La directora de la serie documental de Netflix ‘Juan Gabriel: Debo, puedo y quiero’ conversa con EL PAÍS sobre el concierto del artista en Bellas Artes, un evento que se convirtió en un parteaguas para la cultura popular mexicana
Era el 9 de mayo de 1990. Juan Gabriel sale a escena ataviado con un resplandeciente traje blanco, entre aplausos y gritos del público y con la Orquesta Sinfónica Nacional de fondo. El lugar era el Palacio de Bellas Artes, entonces un emblema de la alta cultura en México. “Era el último escenario que le faltaba conquistar”, afirma María José Cuevas (Ciudad de México, 53 años), directora de la serie documental Juan Gabriel: Debo, puedo y quiero, que Netflix estrena este jueves a...
nivel mundial. Aquella fecha pasaría a la historia como el día en el que, al ritmo de temas como No tengo dinero y Amor eterno, se evaporó la línea entre la cultura popular y la elitista. Pero no fue fácil.

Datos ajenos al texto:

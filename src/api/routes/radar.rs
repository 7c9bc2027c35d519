use axum::extract::rejection::JsonRejection;
use axum::extract::{Path, Query, State};
use axum::Json;
use serde::Deserialize;

use crate::api::state::AppState;
use crate::api::ApiError;
use crate::engine::compare_match;
use crate::models::{ComparisonResult, MatchId, MatchRecord, RankTier};

#[derive(Debug, Deserialize)]
pub struct RadarParams {
    pub puuid: String,
    pub rank: Option<String>,
}

impl RadarParams {
    fn tier(&self, default: RankTier) -> Result<RankTier, ApiError> {
        match self.rank.as_deref() {
            None | Some("") => Ok(default),
            Some(rank) => rank.parse().map_err(ApiError::BadRequest),
        }
    }
}

fn compare(
    state: &AppState,
    record: &MatchRecord,
    params: &RadarParams,
) -> Result<Json<ComparisonResult>, ApiError> {
    let tier = params.tier(state.radar.rank)?;
    let result = compare_match(record, &params.puuid, tier, &state.benchmarks)?;
    Ok(Json(result))
}

/// Radar comparison for a match in the store.
pub async fn stored_radar(
    State(state): State<AppState>,
    Path(match_id): Path<String>,
    Query(params): Query<RadarParams>,
) -> Result<Json<ComparisonResult>, ApiError> {
    let record = state.store.load(&MatchId::from(match_id))?;
    compare(&state, &record, &params)
}

/// Radar comparison for a match record supplied in the request body.
pub async fn inline_radar(
    State(state): State<AppState>,
    Query(params): Query<RadarParams>,
    body: Result<Json<MatchRecord>, JsonRejection>,
) -> Result<Json<ComparisonResult>, ApiError> {
    let Json(record) = body.map_err(|e| ApiError::BadRequest(e.body_text()))?;
    compare(&state, &record, &params)
}
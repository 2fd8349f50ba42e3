use crate::stats::aggregate::{HourlyHistogram, Ledger};
use chrono::{DateTime, Utc};
use serde::{Deserialize, Serialize};
use std::ops::AddAssign;

pub const SCHEMA_VERSION: u32 = 2;

/// A repository as listed by `/orgs/{org}/repos`.
#[derive(Debug, Clone, PartialEq, Eq, Serialize, Deserialize)]
pub struct Repository {
    pub name: String,
    #[serde(default)]
    pub private: bool,
    pub clone_url: String,
}

#[derive(Debug, Clone, Deserialize)]
pub struct Author {
    pub login: String,
}

#[derive(Debug, Clone, Default, Deserialize)]
pub struct WeeklyChange {
    #[serde(default)]
    pub a: u64,
    #[serde(default)]
    pub d: u64,
}

/// One entry of `stats/contributors`.
#[derive(Debug, Clone, Deserialize)]
pub struct ContributorStats {
    pub author: Option<Author>,
    #[serde(default)]
    pub weeks: Vec<WeeklyChange>,
}

impl ContributorStats {
    pub fn lines_changed(&self) -> u64 {
        self.weeks.iter().map(|w| w.a + w.d).sum()
    }
}

/// `[day_of_week, hour_utc, commits]` as returned by `stats/punch_card`.
pub type PunchCardEntry = (u8, u8, u64);

#[derive(Debug, Clone, Deserialize)]
pub struct Member {
    pub login: String,
}

#[derive(Debug, Clone, Copy, Default, PartialEq, Eq, Serialize, Deserialize)]
pub struct LocCounts {
    pub files: u64,
    pub code: u64,
    pub comments: u64,
    pub blanks: u64,
}

impl AddAssign for LocCounts {
    fn add_assign(&mut self, rhs: Self) {
        self.files += rhs.files;
        self.code += rhs.code;
        self.comments += rhs.comments;
        self.blanks += rhs.blanks;
    }
}

/// Aggregated organization statistics, as stored by `snapshot` and consumed by `render`.
#[derive(Debug, Clone, PartialEq, Serialize, Deserialize)]
pub struct ProfileData {
    pub version: u32,
    pub generated_at: DateTime<Utc>,
    pub org: String,
    pub total_repos: usize,
    pub public_repos: usize,
    /// Repositories whose statistics never became available.
    #[serde(default)]
    pub unavailable: Vec<String>,
    pub contributors: Ledger<u64>,
    /// Hours added to UTC when `hours` was bucketed.
    pub utc_offset: i32,
    pub hours: HourlyHistogram,
    pub languages: Ledger<u64>,
    pub loc: Ledger<LocCounts>,
    pub members: Vec<String>,
}

impl ProfileData {
    pub fn private_repos(&self) -> usize {
        self.total_repos.saturating_sub(self.public_repos)
    }
}

#[cfg(test)]
mod tests {
    use super::*;

    #[test]
    fn contributor_lines_sum_additions_and_deletions() {
        let stats: ContributorStats = serde_json::from_str(
            r#"{"author":{"login":"octo"},"total":3,"weeks":[{"w":1,"a":10,"d":2,"c":1},{"w":2,"a":5,"c":2}]}"#,
        )
        .unwrap();
        assert_eq!(stats.lines_changed(), 17);
        assert_eq!(stats.author.unwrap().login, "octo");
    }

    #[test]
    fn punch_card_triples_decode() {
        let card: Vec<PunchCardEntry> = serde_json::from_str("[[0,23,4],[6,20,1]]").unwrap();
        assert_eq!(card, vec![(0, 23, 4), (6, 20, 1)]);
    }
}
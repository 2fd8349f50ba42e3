use crate::config::ProfileConfig;
use crate::error::Result;
use crate::github::repos::RepoType;
use crate::github::{fetch_members, list_repositories, Api, Fetcher, RetryPolicy, Sleeper};
use crate::model::{ProfileData, SCHEMA_VERSION};
use crate::stats::{self, Aggregator, LocCounter};
use chrono::Utc;
use std::time::Duration;
use tracing::{info, warn};

#[derive(Debug, Clone)]
pub struct PipelineOptions {
    pub org: String,
    pub token: Option<String>,
    pub repo_type: RepoType,
    pub retry: RetryPolicy,
    pub cooldown: Duration,
    pub warmup_rounds: u32,
    pub warmup_wait: Duration,
    pub utc_offset: i32,
    pub skip_loc: bool,
}

impl PipelineOptions {
    pub fn new(org: impl Into<String>) -> Self {
        Self {
            org: org.into(),
            token: None,
            repo_type: RepoType::All,
            retry: RetryPolicy::default(),
            cooldown: Duration::from_secs(15),
            warmup_rounds: 2,
            warmup_wait: Duration::from_secs(15),
            utc_offset: 9,
            skip_loc: false,
        }
    }
}

/// List, warm, fetch and aggregate. Per-repository failures are logged and
/// leave that repository out of the affected maps.
pub fn collect(
    api: &dyn Api,
    sleeper: &dyn Sleeper,
    options: &PipelineOptions,
    config: &ProfileConfig,
) -> Result<ProfileData> {
    let org = options.org.as_str();
    let fetcher = Fetcher::new(api, sleeper, options.retry);

    let repos = list_repositories(&fetcher, org, options.repo_type);
    let public_repos = repos.iter().filter(|r| !r.private).count();
    info!(
        total = repos.len(),
        public = public_repos,
        private = repos.len() - public_repos,
        "repositories"
    );

    stats::warm_stats(&fetcher, org, &repos, options.warmup_rounds, options.warmup_wait);

    let mut agg = Aggregator::new(options.utc_offset);
    let mut unavailable =
        stats::fetch_contributors(&fetcher, org, &repos, options.cooldown, &mut agg);
    for name in stats::fetch_punch_card(&fetcher, org, &repos, options.cooldown, &mut agg) {
        if !unavailable.contains(&name) {
            unavailable.push(name);
        }
    }
    stats::fetch_languages(&fetcher, org, &repos, &mut agg);
    let members = fetch_members(&fetcher, org, &config.team);

    if options.skip_loc {
        info!("lines of code skipped");
    } else if let Err(e) = LocCounter::new(options.token.clone()).count_all(&repos, &mut agg) {
        warn!(error = %e, "lines of code unavailable");
    }

    let aggregated = agg.finish(config.exclude_authors.as_slice());
    info!(
        contributors = aggregated.contributors.len(),
        languages = aggregated.languages.len(),
        unavailable = unavailable.len(),
        "aggregated"
    );

    Ok(ProfileData {
        version: SCHEMA_VERSION,
        generated_at: Utc::now(),
        org: org.to_string(),
        total_repos: repos.len(),
        public_repos,
        unavailable,
        contributors: aggregated.contributors,
        utc_offset: options.utc_offset,
        hours: aggregated.hours,
        languages: aggregated.languages,
        loc: aggregated.loc,
        members,
    })
}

La llegada del Divo de Juárez al icónico recinto cayó como un balde de agua fría en algunos sectores de la sociedad mexicana. Cuando se hizo público el anuncio, los periódicos calificaron el concierto como un “sacrilegio” y un evento “anticultural”. Para Cuevas, hija del pintor mexicano José Luis Cuevas, el rechazo del mundo intelectual de esos años a Juan Gabriel se debía a que lo consideraban una figura creada por la televisión. “Como salía en Siempre en domingo, muchos creían que era un producto de Televisa”, explica. Según la cineasta, la “alta cultura” era incapaz de catalogarlo: “Juan Gabriel, como era un cantante de baladas, te cantaba Querida con su suéter rojo y sus jeans blancos, pero también de pronto se arrancaba cantando ranchera como Se me olvidó otra vez”.